Al finalizar la ceremonia en la que Gabo recibió los objetos expuestos en la Biblioteca Nacional, el autor cataquero, durante el brindis con los reyes suecos, leyó este discurso:
“Sus majestades, Sus altezas reales, amigos:
Agradezco a la Academia de Letras de Suecia el que me haya distinguido con un premio que me coloca junto a muchos de quienes orientaron y enriquecieron mis años de lector y de cotidiano celebrante de ese delirio sin apelación que es el oficio de escribir. Sus nombres y sus obras se me presentan hoy como sombras tutelares, pero también como la evidencia, a menudo agobiante, del compromiso que se adquiere con este honor. Un duro honor que en ellos me pareció de simple justicia, pero que en mí entiendo como una más de esas lecciones con las que suele sorprendernos el destino, y que hacen más evidente nuestra condición de juguetes de un azar indescifrable, cuya única y desoladora recompensa suelen ser, la mayoría de las veces, la incomprensión y el olvido.

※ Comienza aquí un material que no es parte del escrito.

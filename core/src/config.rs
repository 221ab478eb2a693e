//! Client configuration.
//!
//! Recognized options: `api_token` (required), `api_url`, `timeout`
//! (seconds), `visitor_id` and `api_version`. They can come from code, from
//! the `TCA_*` environment variables, or from a JSON document. Unknown keys
//! are an error in both of the latter. Retry behaviour is configured in code
//! only.

use std::collections::HashMap;
use std::fmt;
use std::time::Duration;

use ::config::{Config, Environment};
use serde::de::{self, Visitor};
use serde::{Deserialize, Deserializer};

use crate::error::ApiError;
use crate::transport::RetryPolicy;

pub const DEFAULT_API_URL: &str = "https://api.thecompaniesapi.com";
pub const DEFAULT_API_VERSION: &str = "v2";
pub const DEFAULT_TIMEOUT: Duration = Duration::from_secs(300);

/// Environment variables are `TCA_` followed by the option name in upper
/// case, e.g. `TCA_API_URL`.
pub const ENV_PREFIX: &str = "TCA";
pub const ENV_API_TOKEN: &str = "TCA_API_TOKEN";

#[derive(Clone, Deserialize)]
#[serde(deny_unknown_fields)]
pub struct ClientConfig {
    pub api_token: String,
    #[serde(default = "default_api_url")]
    pub api_url: String,
    #[serde(default = "default_timeout", deserialize_with = "seconds")]
    pub timeout: Duration,
    #[serde(default)]
    pub visitor_id: Option<String>,
    #[serde(default = "default_api_version")]
    pub api_version: String,
    #[serde(skip)]
    pub retry: RetryPolicy,
}

fn default_api_url() -> String {
    DEFAULT_API_URL.to_string()
}

fn default_api_version() -> String {
    DEFAULT_API_VERSION.to_string()
}

fn default_timeout() -> Duration {
    DEFAULT_TIMEOUT
}

/// Whole seconds, as a JSON number or as the text of an environment variable.
fn seconds<'de, D: Deserializer<'de>>(deserializer: D) -> Result<Duration, D::Error> {
    struct Seconds;

    impl Visitor<'_> for Seconds {
        type Value = Duration;

        fn expecting(&self, f: &mut fmt::Formatter<'_>) -> fmt::Result {
            f.write_str("a whole number of seconds")
        }

        fn visit_u64<E: de::Error>(self, secs: u64) -> Result<Duration, E> {
            Ok(Duration::from_secs(secs))
        }

        fn visit_i64<E: de::Error>(self, secs: i64) -> Result<Duration, E> {
            u64::try_from(secs)
                .map(Duration::from_secs)
                .map_err(|_| E::invalid_value(de::Unexpected::Signed(secs), &self))
        }

        fn visit_str<E: de::Error>(self, text: &str) -> Result<Duration, E> {
            text.trim()
                .parse::<u64>()
                .map(Duration::from_secs)
                .map_err(|_| E::invalid_value(de::Unexpected::Str(text), &self))
        }
    }

    deserializer.deserialize_any(Seconds)
}

impl ClientConfig {
    pub fn new(api_token: impl Into<String>) -> Self {
        Self {
            api_token: api_token.into(),
            api_url: default_api_url(),
            timeout: DEFAULT_TIMEOUT,
            visitor_id: None,
            api_version: default_api_version(),
            retry: RetryPolicy::default(),
        }
    }

    pub fn with_api_url(mut self, api_url: impl Into<String>) -> Self {
        self.api_url = api_url.into();
        self
    }

    pub fn with_timeout(mut self, timeout: Duration) -> Self {
        self.timeout = timeout;
        self
    }

    pub fn with_visitor_id(mut self, visitor_id: impl Into<String>) -> Self {
        self.visitor_id = Some(visitor_id.into());
        self
    }

    pub fn with_api_version(mut self, api_version: impl Into<String>) -> Self {
        self.api_version = api_version.into();
        self
    }

    pub fn with_retry(mut self, retry: RetryPolicy) -> Self {
        self.retry = retry;
        self
    }

    /// Read the `TCA_*` variables from the process environment.
    pub fn from_env() -> Result<Self, ApiError> {
        Self::from_vars(std::env::vars())
    }

    /// Same as `from_env`, over an explicit set of variables. Variables
    /// without the `TCA_` prefix are ignored; a prefixed variable that
    /// names no option is an error.
    pub fn from_vars<I, K, V>(vars: I) -> Result<Self, ApiError>
    where
        I: IntoIterator<Item = (K, V)>,
        K: Into<String>,
        V: Into<String>,
    {
        let vars: HashMap<String, String> = vars.into_iter().map(|(k, v)| (k.into(), v.into())).collect();
        if vars.get(ENV_API_TOKEN).map_or(true, |token| token.is_empty()) {
            return Err(ApiError::Config(format!("{ENV_API_TOKEN} is not set")));
        }

        let environment = Environment::with_prefix(ENV_PREFIX)
            .ignore_empty(true)
            .source(Some(vars));
        let config: ClientConfig = Config::builder()
            .add_source(environment)
            .build()
            .and_then(Config::try_deserialize)
            .map_err(|e| ApiError::Config(format!("invalid {ENV_PREFIX}_* environment: {e}")))?;
        config.validate()?;
        Ok(config)
    }

    pub fn from_json(raw: &str) -> Result<Self, ApiError> {
        let config: ClientConfig =
            serde_json::from_str(raw).map_err(|e| ApiError::Config(format!("invalid client configuration: {e}")))?;
        config.validate()?;
        Ok(config)
    }

    /// Checks that do not need the network. The base URL itself is
    /// validated when the request builder is created.
    pub fn validate(&self) -> Result<(), ApiError> {
        if self.api_token.trim().is_empty() {
            return Err(ApiError::Config("api_token is required".to_string()));
        }
        if self.timeout.is_zero() {
            return Err(ApiError::Config("timeout must be greater than zero".to_string()));
        }
        if matches!(&self.visitor_id, Some(id) if id.trim().is_empty()) {
            return Err(ApiError::Config("visitor_id must not be blank".to_string()));
        }
        Ok(())
    }
}

impl fmt::Debug for ClientConfig {
    fn fmt(&self, f: &mut fmt::Formatter<'_>) -> fmt::Result {
        f.debug_struct("ClientConfig")
            .field("api_token", &mask_token(&self.api_token))
            .field("api_url", &self.api_url)
            .field("timeout", &self.timeout)
            .field("visitor_id", &self.visitor_id)
            .field("api_version", &self.api_version)
            .field("retry", &self.retry)
            .finish()
    }
}

/// Keep only the edges of a secret for diagnostics.
fn mask_token(value: &str) -> String {
    let chars: Vec<char> = value.chars().collect();
    if chars.len() <= 8 {
        "*".repeat(chars.len())
    } else {
        let head: String = chars[..4].iter().collect();
        let tail: String = chars[chars.len() - 4..].iter().collect();
        format!("{head}...{tail}")
    }
}

#[cfg(test)]
mod tests {
    use super::*;

    #[test]
    fn defaults_match_the_production_api() {
        let config = ClientConfig::new("test-token");
        assert_eq!(config.api_url, "https://api.thecompaniesapi.com");
        assert_eq!(config.api_version, "v2");
        assert_eq!(config.timeout, Duration::from_secs(300));
        assert!(config.visitor_id.is_none());
        assert!(config.validate().is_ok());
    }

    #[test]
    fn blank_token_is_rejected() {
        let err = ClientConfig::new("  ").validate().unwrap_err();
        assert!(matches!(err, ApiError::Config(ref m) if m == "api_token is required"));
    }

    #[test]
    fn zero_timeout_is_rejected() {
        let err = ClientConfig::new("t").with_timeout(Duration::ZERO).validate().unwrap_err();
        assert!(matches!(err, ApiError::Config(_)));
    }

    #[test]
    fn env_vars_are_read() {
        let config = ClientConfig::from_vars([
            ("TCA_API_TOKEN", "env-token"),
            ("TCA_API_URL", "https://custom.api.com"),
            ("TCA_VISITOR_ID", "visitor-123"),
            ("TCA_TIMEOUT", "120"),
            ("HOME", "/root"),
        ])
        .unwrap();
        assert_eq!(config.api_token, "env-token");
        assert_eq!(config.api_url, "https://custom.api.com");
        assert_eq!(config.visitor_id.as_deref(), Some("visitor-123"));
        assert_eq!(config.timeout, Duration::from_secs(120));
    }

    #[test]
    fn missing_env_token_is_a_config_error() {
        let err = ClientConfig::from_vars([("TCA_API_URL", "https://custom.api.com")]).unwrap_err();
        assert!(err.to_string().contains("TCA_API_TOKEN is not set"));
    }

    #[test]
    fn non_numeric_env_timeout_is_rejected() {
        let err = ClientConfig::from_vars([("TCA_API_TOKEN", "t"), ("TCA_TIMEOUT", "soon")]).unwrap_err();
        assert!(matches!(err, ApiError::Config(_)));
        assert!(err.to_string().contains("a whole number of seconds"), "{err}");
    }

    #[test]
    fn misspelled_env_option_is_rejected() {
        let err = ClientConfig::from_vars([("TCA_API_TOKEN", "t"), ("TCA_TIMOUT", "5")]).unwrap_err();
        assert!(matches!(err, ApiError::Config(_)));
        assert!(err.to_string().contains("timout"), "{err}");
    }

    #[test]
    fn empty_env_values_are_treated_as_unset() {
        let config = ClientConfig::from_vars([("TCA_API_TOKEN", "t"), ("TCA_VISITOR_ID", "")]).unwrap();
        assert!(config.visitor_id.is_none());
        assert_eq!(config.timeout, DEFAULT_TIMEOUT);
    }

    #[test]
    fn numeric_env_token_keeps_its_text() {
        let config = ClientConfig::from_vars([("TCA_API_TOKEN", "007")]).unwrap();
        assert_eq!(config.api_token, "007");
    }

    #[test]
    fn json_config_applies_defaults() {
        let config = ClientConfig::from_json(r#"{"api_token": "abc", "timeout": 30}"#).unwrap();
        assert_eq!(config.timeout, Duration::from_secs(30));
        assert_eq!(config.api_url, DEFAULT_API_URL);
    }

    #[test]
    fn json_config_rejects_unknown_keys() {
        let err = ClientConfig::from_json(r#"{"api_token": "abc", "api_key": "typo"}"#).unwrap_err();
        assert!(err.to_string().contains("unknown field `api_key`"));
    }

    #[test]
    fn debug_output_masks_the_token() {
        let rendered = format!("{:?}", ClientConfig::new("sk_live_0123456789"));
        assert!(rendered.contains("sk_l...6789"));
        assert!(!rendered.contains("sk_live_0123456789"));
    }
}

Es por ello apenas natural que me interrogara, allá en ese trasfondo secreto en donde solemos trasegar con las verdades más esenciales que conforman nuestra identidad, cuál ha sido el sustento constante de mi obra, qué pudo haber llamado la atención de una manera tan comprometedora a este tribunal de árbitros tan severos. Confieso sin falsas modestias que no me ha sido fácil encontrar la razón, pero quiero creer que ha sido la misma que yo hubiera deseado. Quiero creer, amigos, que este es, una vez más, un homenaje que se rinde a la poesía. A la poesía por cuya virtud el agobiante inventario de las naves que enumeró en su Ilíada el viejo Homero está visitado por un viento que la empuja a navegar con su presteza intemporal y alucinada. La poesía que sostiene, en el delgado andamiaje de los tercetos del Dante, toda la fábrica densa y colosal de la Edad Media. La poesía que con tan evidente como milagrosa totalidad rescata a nuestra América en Las Alturas de Machu Pichu de Pablo Neruda el grande, el más grande, y donde destilan su tristeza milenaria nuestros mejores sueños sin salida. La poesía, en fin, esa energía secreta de la vida cotidiana que cuece los garbanzos en la cocina y contagia el amor y repite las imágenes en los espejos.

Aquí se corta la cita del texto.